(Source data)
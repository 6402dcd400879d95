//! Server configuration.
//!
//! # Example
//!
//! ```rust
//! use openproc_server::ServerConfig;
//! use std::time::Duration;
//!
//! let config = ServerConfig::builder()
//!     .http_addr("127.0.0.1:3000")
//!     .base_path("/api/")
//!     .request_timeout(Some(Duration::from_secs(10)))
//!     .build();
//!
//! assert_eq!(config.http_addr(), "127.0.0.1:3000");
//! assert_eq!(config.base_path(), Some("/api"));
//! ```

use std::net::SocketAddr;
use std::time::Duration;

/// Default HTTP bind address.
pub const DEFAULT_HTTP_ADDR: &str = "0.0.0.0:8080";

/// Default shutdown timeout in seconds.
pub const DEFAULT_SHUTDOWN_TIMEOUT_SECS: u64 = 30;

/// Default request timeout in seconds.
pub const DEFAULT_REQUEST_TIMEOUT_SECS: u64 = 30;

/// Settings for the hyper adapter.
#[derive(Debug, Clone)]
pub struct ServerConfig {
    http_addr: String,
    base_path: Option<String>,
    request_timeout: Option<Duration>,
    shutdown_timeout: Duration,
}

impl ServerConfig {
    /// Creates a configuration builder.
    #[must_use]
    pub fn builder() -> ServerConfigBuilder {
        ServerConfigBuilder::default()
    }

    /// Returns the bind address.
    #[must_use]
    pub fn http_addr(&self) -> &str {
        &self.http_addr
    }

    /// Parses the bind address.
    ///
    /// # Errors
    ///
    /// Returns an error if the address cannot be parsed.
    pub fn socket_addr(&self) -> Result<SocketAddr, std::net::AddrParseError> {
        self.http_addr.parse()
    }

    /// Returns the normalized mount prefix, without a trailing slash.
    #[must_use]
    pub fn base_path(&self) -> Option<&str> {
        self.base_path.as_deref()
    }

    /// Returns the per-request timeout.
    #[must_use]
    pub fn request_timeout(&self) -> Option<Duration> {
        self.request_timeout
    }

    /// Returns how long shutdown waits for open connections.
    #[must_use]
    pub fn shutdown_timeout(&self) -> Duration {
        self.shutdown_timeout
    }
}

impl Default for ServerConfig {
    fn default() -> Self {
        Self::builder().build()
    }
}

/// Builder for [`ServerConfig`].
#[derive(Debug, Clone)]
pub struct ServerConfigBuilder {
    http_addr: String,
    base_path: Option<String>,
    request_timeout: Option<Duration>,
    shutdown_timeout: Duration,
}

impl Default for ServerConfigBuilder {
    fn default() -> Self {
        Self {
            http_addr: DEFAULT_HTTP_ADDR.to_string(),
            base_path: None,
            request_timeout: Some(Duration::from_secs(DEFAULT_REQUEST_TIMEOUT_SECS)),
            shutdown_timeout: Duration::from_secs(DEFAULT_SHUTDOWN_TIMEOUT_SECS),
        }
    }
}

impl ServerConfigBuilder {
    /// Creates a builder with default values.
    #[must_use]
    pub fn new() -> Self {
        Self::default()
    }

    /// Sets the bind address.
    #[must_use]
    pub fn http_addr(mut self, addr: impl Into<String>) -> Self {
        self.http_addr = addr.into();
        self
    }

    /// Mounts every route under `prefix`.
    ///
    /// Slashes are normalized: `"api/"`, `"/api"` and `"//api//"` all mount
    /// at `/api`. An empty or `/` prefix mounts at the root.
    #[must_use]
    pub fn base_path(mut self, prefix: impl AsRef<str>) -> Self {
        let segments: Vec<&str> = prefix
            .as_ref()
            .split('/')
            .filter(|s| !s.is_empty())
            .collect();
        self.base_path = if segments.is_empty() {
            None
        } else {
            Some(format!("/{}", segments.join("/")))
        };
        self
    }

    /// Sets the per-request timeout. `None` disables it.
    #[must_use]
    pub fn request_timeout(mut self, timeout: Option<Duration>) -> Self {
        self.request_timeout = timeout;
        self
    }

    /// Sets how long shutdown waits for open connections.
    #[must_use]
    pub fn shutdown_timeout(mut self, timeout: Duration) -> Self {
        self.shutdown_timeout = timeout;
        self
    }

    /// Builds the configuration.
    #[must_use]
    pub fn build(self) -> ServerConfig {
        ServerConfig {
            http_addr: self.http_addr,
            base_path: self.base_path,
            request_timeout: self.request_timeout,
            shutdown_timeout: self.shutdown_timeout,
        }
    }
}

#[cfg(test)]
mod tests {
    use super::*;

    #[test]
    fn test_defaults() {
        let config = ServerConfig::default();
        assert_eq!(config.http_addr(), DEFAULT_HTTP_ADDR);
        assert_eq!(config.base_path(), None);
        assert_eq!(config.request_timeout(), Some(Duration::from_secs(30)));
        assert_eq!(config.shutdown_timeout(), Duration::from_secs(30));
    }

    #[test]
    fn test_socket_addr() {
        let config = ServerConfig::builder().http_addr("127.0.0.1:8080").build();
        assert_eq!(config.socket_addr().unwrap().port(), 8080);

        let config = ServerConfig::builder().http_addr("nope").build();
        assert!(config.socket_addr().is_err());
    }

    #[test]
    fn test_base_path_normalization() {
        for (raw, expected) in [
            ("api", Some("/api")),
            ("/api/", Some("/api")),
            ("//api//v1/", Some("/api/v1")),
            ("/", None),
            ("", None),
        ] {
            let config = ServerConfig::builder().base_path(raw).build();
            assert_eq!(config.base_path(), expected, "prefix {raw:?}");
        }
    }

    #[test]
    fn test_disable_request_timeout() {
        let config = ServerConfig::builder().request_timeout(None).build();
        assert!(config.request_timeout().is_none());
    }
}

### TASK DIRECTIONS
Repeat the line that contains "assert!(config.socket_addr().is_err());", then every line after it until the records end, with nothing added.

### RESPONSE AREA
        assert!(config.socket_addr().is_err());
    }

    #[test]
    fn test_base_path_normalization() {
        for (raw, expected) in [
            ("api", Some("/api")),
            ("/api/", Some("/api")),
            ("//api//v1/", Some("/api/v1")),
            ("/", None),
            ("", None),
        ] {
            let config = ServerConfig::builder().base_path(raw).build();
            assert_eq!(config.base_path(), expected, "prefix {raw:?}");
        }
    }

    #[test]
    fn test_disable_request_timeout() {
        let config = ServerConfig::builder().request_timeout(None).build();
        assert!(config.request_timeout().is_none());
    }
}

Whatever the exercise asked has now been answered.